Wednesday, March 5, 2014

Common Core's Long, Strange (And Ongoing) Trip

Posted By on Wed, Mar 5, 2014 at 12:30 PM

[UPDATE: After I wrote this post, SB1310 was voted down in the Senate, 18-12.]

Is it possible Sen. Al Melvin and I agree about Common Core? Well, not exactly. That would just be wrong. Let's say we share a common interest in halting its full implementation.

Cap'n Al's bill, SB1310, prohibiting Arizona's use of the Common Core standards and tests passed the Senate Education committee 6-3 on a straight party line vote. Melvin made his usual mess of things during discussion of the bill.

Melvin, pressed in floor debate Tuesday to identify what in the Common Core standards he does not like, provided no answer.

“I leave it to you to find them,’’ he told Sen. David Bradley, D-Tucson. Instead, Melvin said he was simply reflecting what he said is the will of a majority of Arizonans who said they do not want Common Core.

“We can do a better job at the state level than the federal government dictating standards,’’ Melvin said.

Earlier Melvin talked about "borderline pornographic" reading material and "'fuzzy math,' substituting letters for numbers." He said he hadn't really read the standards, but “I’ve been exposed to them." (Hope he got his immunization shots so he doesn't catch anything.)

I'd like to see the Common Core subjected to some serious scrutiny, and a sizable contingent of folks in the progressive education camp agree. We're worried that schools are turning into testing factories where students, teachers and schools are at the mercy of their standardized test scores, and any classroom experiences that don't raise scores are viewed as frills that need to be pushed aside to allow more time to teach to the test.

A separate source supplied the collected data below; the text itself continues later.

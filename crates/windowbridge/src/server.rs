//! `MessageServer`: the backend-side façade.
//!
//! Ties together the three things the backend needs to reach its windows:
//!
//! ```text
//! WindowRegistry ──(live windows)──→ WindowResolver ──(channels)──→ BackendTransport
//! ```
//!
//! and turns every inbound message into a local event named after the
//! message.

use std::fmt;
use std::sync::Arc;

use serde_json::Value;
use windowbridge_event::{EventEmitter, ListenerId};
use windowbridge_protocol::{
    is_reserved_name, ActionMessage, BackendError, CannedMessage,
    ErrorMessage, NoticeMessage,
};
use windowbridge_registry::{WindowRegistry, WindowResolver};
use windowbridge_transport::{BackendInbound, BackendTransport};

/// Payload of a local event raised for an inbound message.
#[derive(Debug, Clone, PartialEq)]
pub struct BackendEvent<C> {
    /// Channel the message came in on. Pass it back to
    /// [`MessageServer::send`] to reply, or to
    /// [`MessageServer::window_by_sender`] to find the window.
    pub sender: C,
    pub data: Value,
}

/// Outcome of a fan-out send.
///
/// Every target is attempted even if an earlier one failed; failures are
/// collected here rather than aborting the batch.
#[derive(Debug)]
pub struct Fanout<C, E> {
    /// Targets the transport accepted.
    pub delivered: usize,
    /// Targets the transport rejected, with the transport's error.
    pub failures: Vec<(C, E)>,
}

impl<C, E> Fanout<C, E> {
    fn new() -> Self {
        Self {
            delivered: 0,
            failures: Vec::new(),
        }
    }

    /// Number of transport writes performed.
    pub fn attempted(&self) -> usize {
        self.delivered + self.failures.len()
    }

    /// Returns `true` if no target failed.
    pub fn is_complete(&self) -> bool {
        self.failures.is_empty()
    }
}

/// Builder for a [`MessageServer`].
///
/// # Example
///
/// ```rust,ignore
/// let mut registry = WindowRegistry::new();
/// registry.append(main_window);
///
/// let server = MessageServerBuilder::new()
///     .registry(registry)
///     .build(resolver, transport);
/// ```
pub struct MessageServerBuilder<W> {
    registry: WindowRegistry<W>,
}

impl<W> MessageServerBuilder<W> {
    /// Starts with an empty registry.
    pub fn new() -> Self {
        Self {
            registry: WindowRegistry::new(),
        }
    }

    /// Uses an already populated registry.
    pub fn registry(mut self, registry: WindowRegistry<W>) -> Self {
        self.registry = registry;
        self
    }

    /// Builds the server and subscribes it to `transport`.
    pub fn build<T, R>(self, resolver: R, transport: Arc<T>) -> MessageServer<T, R>
    where
        T: BackendTransport,
        R: WindowResolver<Window = W, Channel = T::Channel>,
    {
        MessageServer::new(self.registry, resolver, transport)
    }
}

impl<W> Default for MessageServerBuilder<W> {
    fn default() -> Self {
        Self::new()
    }
}

/// Backend-side message server.
///
/// Owns the window registry and the resolver, shares the transport. It
/// keeps no other state: nothing is buffered, retried or acknowledged. Each
/// send is exactly one `transport.send` per resolved target, and a
/// transport error comes back to the caller as is.
///
/// Dropping the server unsubscribes it from the transport.
pub struct MessageServer<T, R>
where
    T: BackendTransport,
    R: WindowResolver<Channel = T::Channel>,
{
    registry: WindowRegistry<R::Window>,
    resolver: R,
    transport: Arc<T>,
    events: Arc<EventEmitter<BackendEvent<T::Channel>>>,
    subscription: ListenerId,
}

impl<T, R> MessageServer<T, R>
where
    T: BackendTransport,
    R: WindowResolver<Channel = T::Channel>,
{
    /// Creates a server and starts re-dispatching the transport's inbound
    /// messages as local events.
    pub fn new(
        registry: WindowRegistry<R::Window>,
        resolver: R,
        transport: Arc<T>,
    ) -> Self {
        let events = Arc::new(EventEmitter::new());
        let sink = Arc::clone(&events);
        let subscription = transport.message_received().subscribe(
            move |msg: &BackendInbound<T::Channel>| {
                let event = BackendEvent {
                    sender: msg.sender.clone(),
                    data: msg.data.clone(),
                };
                let listeners = sink.dispatch(&msg.name, &event);
                tracing::trace!(
                    name = %msg.name,
                    sender = ?msg.sender,
                    listeners,
                    "inbound message dispatched"
                );
            },
        );

        Self {
            registry,
            resolver,
            transport,
            events,
            subscription,
        }
    }

    // -- Accessors ----------------------------------------------------------

    pub fn registry(&self) -> &WindowRegistry<R::Window> {
        &self.registry
    }

    /// Mutable access for opening and closing windows.
    pub fn registry_mut(&mut self) -> &mut WindowRegistry<R::Window> {
        &mut self.registry
    }

    pub fn resolver(&self) -> &R {
        &self.resolver
    }

    pub fn transport(&self) -> &Arc<T> {
        &self.transport
    }

    /// The window behind `channel`, if the resolver knows one.
    pub fn window_by_sender(&self, channel: &T::Channel) -> Option<R::Window> {
        self.resolver.window_by_sender(channel)
    }

    // -- Local events ------------------------------------------------------

    /// Subscribes to inbound messages named `name`.
    pub fn on<F>(&self, name: impl Into<String>, listener: F) -> ListenerId
    where
        F: Fn(&BackendEvent<T::Channel>) + Send + Sync + 'static,
    {
        self.events.on(name, listener)
    }

    /// Unsubscribes a listener registered with [`on`](Self::on).
    pub fn off(&self, name: &str, id: ListenerId) -> bool {
        self.events.off(name, id)
    }

    pub fn listener_count(&self, name: &str) -> usize {
        self.events.listener_count(name)
    }

    // -- Unicast -------------------------------------------------------------

    /// Sends one envelope to `channel`.
    ///
    /// The channel is not checked for liveness; a stale handle fails however
    /// the transport says it fails.
    ///
    /// `name` should not be one of the reserved canned names; use the
    /// `send_backend_*` methods for those. A reserved name is still sent,
    /// with a warning logged.
    pub fn send(
        &self,
        channel: &T::Channel,
        name: &str,
        data: &Value,
    ) -> Result<(), T::Error> {
        warn_if_reserved(name);
        self.write(channel, name, data)
    }

    /// Sends one envelope to the channel currently behind `window`.
    ///
    /// Returns `Ok(false)` without touching the transport if the window
    /// has no channel (it closed). A closed window is not an error for the
    /// sender.
    pub fn send_by_window(
        &self,
        window: &R::Window,
        name: &str,
        data: &Value,
    ) -> Result<bool, T::Error> {
        warn_if_reserved(name);
        self.write_by_window(window, name, data)
    }

    /// Looks the window up by id, then behaves like
    /// [`send_by_window`](Self::send_by_window).
    pub fn send_by_window_id(
        &self,
        id: &R::WindowId,
        name: &str,
        data: &Value,
    ) -> Result<bool, T::Error> {
        warn_if_reserved(name);
        match self.resolver.window_by_id(id) {
            Some(window) => self.write_by_window(&window, name, data),
            None => {
                tracing::debug!(name, "unknown window id, send skipped");
                Ok(false)
            }
        }
    }

    // -- Fan-out -------------------------------------------------------------

    /// Sends one envelope to each channel, in iteration order.
    pub fn send_multiple<I>(
        &self,
        channels: I,
        name: &str,
        data: &Value,
    ) -> Fanout<T::Channel, T::Error>
    where
        I: IntoIterator<Item = T::Channel>,
    {
        warn_if_reserved(name);
        self.write_multiple(channels, name, data)
    }

    /// Sends one envelope to every live window that resolves to a channel,
    /// in registry slot order.
    pub fn broadcast(
        &self,
        name: &str,
        data: &Value,
    ) -> Fanout<T::Channel, T::Error> {
        warn_if_reserved(name);
        self.write_multiple(self.resolve_available(), name, data)
    }

    /// Like [`broadcast`](Self::broadcast), but skips every resolved channel
    /// equal to `excluded`. The comparison is on channels, not windows.
    pub fn broadcast_except(
        &self,
        excluded: &T::Channel,
        name: &str,
        data: &Value,
    ) -> Fanout<T::Channel, T::Error> {
        warn_if_reserved(name);
        let targets = self
            .resolve_available()
            .into_iter()
            .filter(|channel| channel != excluded);
        self.write_multiple(targets, name, data)
    }

    // -- Transport writes ----------------------------------------------------
    //
    // The public sends above check the name once and then come here; the
    // canned sends come here directly.

    fn write(
        &self,
        channel: &T::Channel,
        name: &str,
        data: &Value,
    ) -> Result<(), T::Error> {
        self.transport.send(channel, name, data)
    }

    fn write_by_window(
        &self,
        window: &R::Window,
        name: &str,
        data: &Value,
    ) -> Result<bool, T::Error> {
        match self.resolver.sender_by_window(window) {
            Some(channel) => self.write(&channel, name, data).map(|()| true),
            None => {
                tracing::debug!(name, "window has no channel, send skipped");
                Ok(false)
            }
        }
    }

    fn write_multiple<I>(
        &self,
        channels: I,
        name: &str,
        data: &Value,
    ) -> Fanout<T::Channel, T::Error>
    where
        I: IntoIterator<Item = T::Channel>,
    {
        let mut fanout = Fanout::new();
        for channel in channels {
            match self.write(&channel, name, data) {
                Ok(()) => fanout.delivered += 1,
                Err(e) => {
                    tracing::debug!(
                        name,
                        channel = ?channel,
                        error = %e,
                        "fan-out target failed"
                    );
                    fanout.failures.push((channel, e));
                }
            }
        }
        fanout
    }

    fn resolve_available(&self) -> Vec<T::Channel> {
        self.registry
            .iter_available()
            .filter_map(|(index, window)| {
                let channel = self.resolver.sender_by_window(window);
                if channel.is_none() {
                    tracing::debug!(%index, "window has no channel, skipped");
                }
                channel
            })
            .collect()
    }

    // -- Canned messages -----------------------------------------------------

    /// Sends any canned message to `channel`.
    pub fn send_canned<M: CannedMessage>(
        &self,
        channel: &T::Channel,
        message: &M,
    ) -> Result<(), T::Error> {
        self.write(channel, M::NAME, &message.to_data())
    }

    /// Sends any canned message to the channel behind `window`.
    pub fn send_canned_by_window<M: CannedMessage>(
        &self,
        window: &R::Window,
        message: &M,
    ) -> Result<bool, T::Error> {
        self.write_by_window(window, M::NAME, &message.to_data())
    }

    /// Sends a `backendActionMessage` prompt.
    ///
    /// Build the message with [`ActionMessage::new`]; it defaults to no
    /// actions and no auto-hide.
    pub fn send_backend_action_message(
        &self,
        channel: &T::Channel,
        message: &ActionMessage,
    ) -> Result<(), T::Error> {
        self.send_canned(channel, message)
    }

    pub fn send_backend_action_message_by_window(
        &self,
        window: &R::Window,
        message: &ActionMessage,
    ) -> Result<bool, T::Error> {
        self.send_canned_by_window(window, message)
    }

    /// Sends a `backendNoticeMessage`. [`NoticeMessage::new`] leaves `hide`
    /// at `false`.
    pub fn send_backend_notice_message(
        &self,
        channel: &T::Channel,
        notice: &NoticeMessage,
    ) -> Result<(), T::Error> {
        self.send_canned(channel, notice)
    }

    pub fn send_backend_notice_message_by_window(
        &self,
        window: &R::Window,
        notice: &NoticeMessage,
    ) -> Result<bool, T::Error> {
        self.send_canned_by_window(window, notice)
    }

    /// Sends a `backendErrorMessage` carrying `backend_error`.
    pub fn send_backend_error_message(
        &self,
        channel: &T::Channel,
        backend_error: &BackendError,
    ) -> Result<(), T::Error> {
        self.send_canned(channel, &ErrorMessage::new(backend_error.clone()))
    }

    pub fn send_backend_error_message_by_window(
        &self,
        window: &R::Window,
        backend_error: &BackendError,
    ) -> Result<bool, T::Error> {
        self.send_canned_by_window(
            window,
            &ErrorMessage::new(backend_error.clone()),
        )
    }
}

/// Logs a warning when application code sends under a canned name.
///
/// Windows parse those names as canned shapes, so an application payload
/// sent under one would reach the wrong listener.
pub(crate) fn warn_if_reserved(name: &str) {
    if is_reserved_name(name) {
        tracing::warn!(name, "application message uses a reserved name");
    }
}

impl<T, R> Drop for MessageServer<T, R>
where
    T: BackendTransport,
    R: WindowResolver<Channel = T::Channel>,
{
    fn drop(&mut self) {
        self.transport
            .message_received()
            .unsubscribe(self.subscription);
    }
}

impl<T, R> fmt::Debug for MessageServer<T, R>
where
    T: BackendTransport,
    R: WindowResolver<Channel = T::Channel>,
{
    fn fmt(&self, f: &mut fmt::Formatter<'_>) -> fmt::Result {
        f.debug_struct("MessageServer")
            .field("slots", &self.registry.len())
            .field("available", &self.registry.available_count())
            .field("events", &self.events)
            .finish_non_exhaustive()
    }
}

#[cfg(test)]
mod tests {
    use super::*;

    #[test]
    fn test_fanout_counts() {
        let mut fanout = Fanout::<u8, &str>::new();
        assert!(fanout.is_complete());
        assert_eq!(fanout.attempted(), 0);

        fanout.delivered = 2;
        fanout.failures.push((3, "closed"));

        assert!(!fanout.is_complete());
        assert_eq!(fanout.attempted(), 3);
    }
}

The standards Melvin hates and fears aren't really the problem. [Full disclosure: I haven't read them in depth either] It's not a bad idea to suggest what students should learn at certain grade levels, and the standards can be used as a guide for schools, districts and states which decide to adopt them. For others, they can be part of an ongoing discussion of what kind of education is best for our children.

As the standards are adopted in classrooms across the country, something which hasn't really happened yet, we can decide how appropriate they are for the general student population and get an idea of whether a one-size-fits-all approach works for students with different socioeconomic backgrounds in different parts of the country. They should be a work in progress where we keep the standards that work, throw out those that don't and tweak those needing adjustment. Who knows, we may even decide that a country as large and diverse as ours shouldn't have a set of standards every classroom has to adhere to.

But when you attach high stakes tests to the standards, they're written in stone. Failure to teach to the standards means student failure on the high stakes tests, and no school wants to face the consequences of low scores. The AIMS tests have skewed Arizona's education for the worse. Common Core testing will take the process even further.

So no, I don't agree with Melvin. He and I object to the push for Common Core for different reasons. He's against black education helicopters flying over Arizona forcing students to read pornography and use letters instead of numbers, but he's fine with standardized tests so long as they're not related to Common Core. I don't mind giving the standards a serious look, but I'd like to drive a stake through the heart of our obsession with high stakes tests.

But I have to say, I don't mind Cap'n Al gumming up the works on this one.